Stored data:
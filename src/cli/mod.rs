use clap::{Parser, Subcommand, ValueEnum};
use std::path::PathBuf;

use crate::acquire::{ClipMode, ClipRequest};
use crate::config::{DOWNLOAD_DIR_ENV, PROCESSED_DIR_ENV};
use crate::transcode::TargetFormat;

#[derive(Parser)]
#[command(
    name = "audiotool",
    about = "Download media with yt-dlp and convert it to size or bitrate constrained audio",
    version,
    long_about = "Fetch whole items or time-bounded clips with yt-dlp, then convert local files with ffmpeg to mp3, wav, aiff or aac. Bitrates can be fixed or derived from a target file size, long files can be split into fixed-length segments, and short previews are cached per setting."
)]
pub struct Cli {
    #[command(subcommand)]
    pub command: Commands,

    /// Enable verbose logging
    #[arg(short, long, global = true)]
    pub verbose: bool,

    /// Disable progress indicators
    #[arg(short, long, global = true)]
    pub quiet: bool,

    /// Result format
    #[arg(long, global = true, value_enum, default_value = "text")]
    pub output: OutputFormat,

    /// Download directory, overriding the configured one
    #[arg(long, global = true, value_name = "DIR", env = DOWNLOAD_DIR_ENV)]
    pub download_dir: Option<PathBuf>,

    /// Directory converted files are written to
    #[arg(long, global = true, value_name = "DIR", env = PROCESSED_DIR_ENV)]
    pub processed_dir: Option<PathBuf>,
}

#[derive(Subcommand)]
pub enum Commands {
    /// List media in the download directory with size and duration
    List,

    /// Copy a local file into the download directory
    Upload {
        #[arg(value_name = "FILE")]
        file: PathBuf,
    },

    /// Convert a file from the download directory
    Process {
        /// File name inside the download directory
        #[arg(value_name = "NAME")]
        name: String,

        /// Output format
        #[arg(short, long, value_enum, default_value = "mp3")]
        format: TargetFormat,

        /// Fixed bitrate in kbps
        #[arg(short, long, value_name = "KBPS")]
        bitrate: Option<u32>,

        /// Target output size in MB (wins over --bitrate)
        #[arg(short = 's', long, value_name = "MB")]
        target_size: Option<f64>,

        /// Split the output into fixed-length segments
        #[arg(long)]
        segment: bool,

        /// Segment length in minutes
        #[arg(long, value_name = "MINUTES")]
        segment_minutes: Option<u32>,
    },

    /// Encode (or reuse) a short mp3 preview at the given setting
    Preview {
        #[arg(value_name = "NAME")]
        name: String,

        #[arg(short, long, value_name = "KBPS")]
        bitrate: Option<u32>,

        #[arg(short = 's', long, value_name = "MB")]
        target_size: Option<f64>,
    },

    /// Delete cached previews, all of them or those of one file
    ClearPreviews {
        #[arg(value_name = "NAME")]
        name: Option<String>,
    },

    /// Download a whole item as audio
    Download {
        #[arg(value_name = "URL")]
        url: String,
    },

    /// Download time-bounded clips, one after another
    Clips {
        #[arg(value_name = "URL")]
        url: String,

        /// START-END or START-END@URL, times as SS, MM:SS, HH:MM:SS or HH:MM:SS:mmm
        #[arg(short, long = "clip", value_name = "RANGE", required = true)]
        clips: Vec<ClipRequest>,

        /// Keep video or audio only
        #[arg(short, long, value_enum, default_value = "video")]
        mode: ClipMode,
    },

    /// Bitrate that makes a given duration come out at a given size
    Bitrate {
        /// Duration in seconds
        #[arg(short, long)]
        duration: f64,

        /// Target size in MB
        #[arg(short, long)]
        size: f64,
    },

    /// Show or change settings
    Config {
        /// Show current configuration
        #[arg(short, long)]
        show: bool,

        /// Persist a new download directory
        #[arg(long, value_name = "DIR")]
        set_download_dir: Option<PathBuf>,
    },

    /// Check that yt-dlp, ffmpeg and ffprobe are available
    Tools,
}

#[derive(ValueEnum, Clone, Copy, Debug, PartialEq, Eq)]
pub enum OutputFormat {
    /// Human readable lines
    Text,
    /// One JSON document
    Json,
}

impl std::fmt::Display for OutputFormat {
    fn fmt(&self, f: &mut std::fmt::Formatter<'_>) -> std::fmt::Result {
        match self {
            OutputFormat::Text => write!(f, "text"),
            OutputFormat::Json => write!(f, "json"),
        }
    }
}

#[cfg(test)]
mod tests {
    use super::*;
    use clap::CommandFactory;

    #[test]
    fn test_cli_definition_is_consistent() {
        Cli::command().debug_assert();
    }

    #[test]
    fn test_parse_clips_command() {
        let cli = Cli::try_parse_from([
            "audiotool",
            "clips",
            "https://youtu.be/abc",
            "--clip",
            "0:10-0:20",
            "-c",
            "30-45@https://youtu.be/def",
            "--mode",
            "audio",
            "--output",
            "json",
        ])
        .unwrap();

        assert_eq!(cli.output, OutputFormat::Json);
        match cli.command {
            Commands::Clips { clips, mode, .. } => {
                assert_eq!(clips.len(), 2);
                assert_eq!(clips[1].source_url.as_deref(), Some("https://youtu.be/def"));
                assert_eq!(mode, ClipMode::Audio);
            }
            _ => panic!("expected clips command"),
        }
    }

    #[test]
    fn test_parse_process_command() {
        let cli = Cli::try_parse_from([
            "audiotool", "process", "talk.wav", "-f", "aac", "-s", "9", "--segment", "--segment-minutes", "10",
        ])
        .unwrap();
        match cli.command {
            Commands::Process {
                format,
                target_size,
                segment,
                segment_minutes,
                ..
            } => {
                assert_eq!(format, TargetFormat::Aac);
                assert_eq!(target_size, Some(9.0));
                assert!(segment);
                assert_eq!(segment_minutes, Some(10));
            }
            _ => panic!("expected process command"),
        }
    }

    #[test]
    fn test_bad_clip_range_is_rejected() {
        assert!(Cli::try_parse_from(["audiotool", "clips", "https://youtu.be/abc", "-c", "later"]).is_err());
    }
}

- _WORK REQUIRED_
Quote the data above from the line containing "fn fmt(&self, f: &mut" to the line containing "use super::*;", inclusive, and stop.

- _ANSWER TO THE PROBLEM_
    fn fmt(&self, f: &mut std::fmt::Formatter<'_>) -> std::fmt::Result {
        match self {
            OutputFormat::Text => write!(f, "text"),
            OutputFormat::Json => write!(f, "json"),
        }
    }
}

#[cfg(test)]
mod tests {
    use super::*;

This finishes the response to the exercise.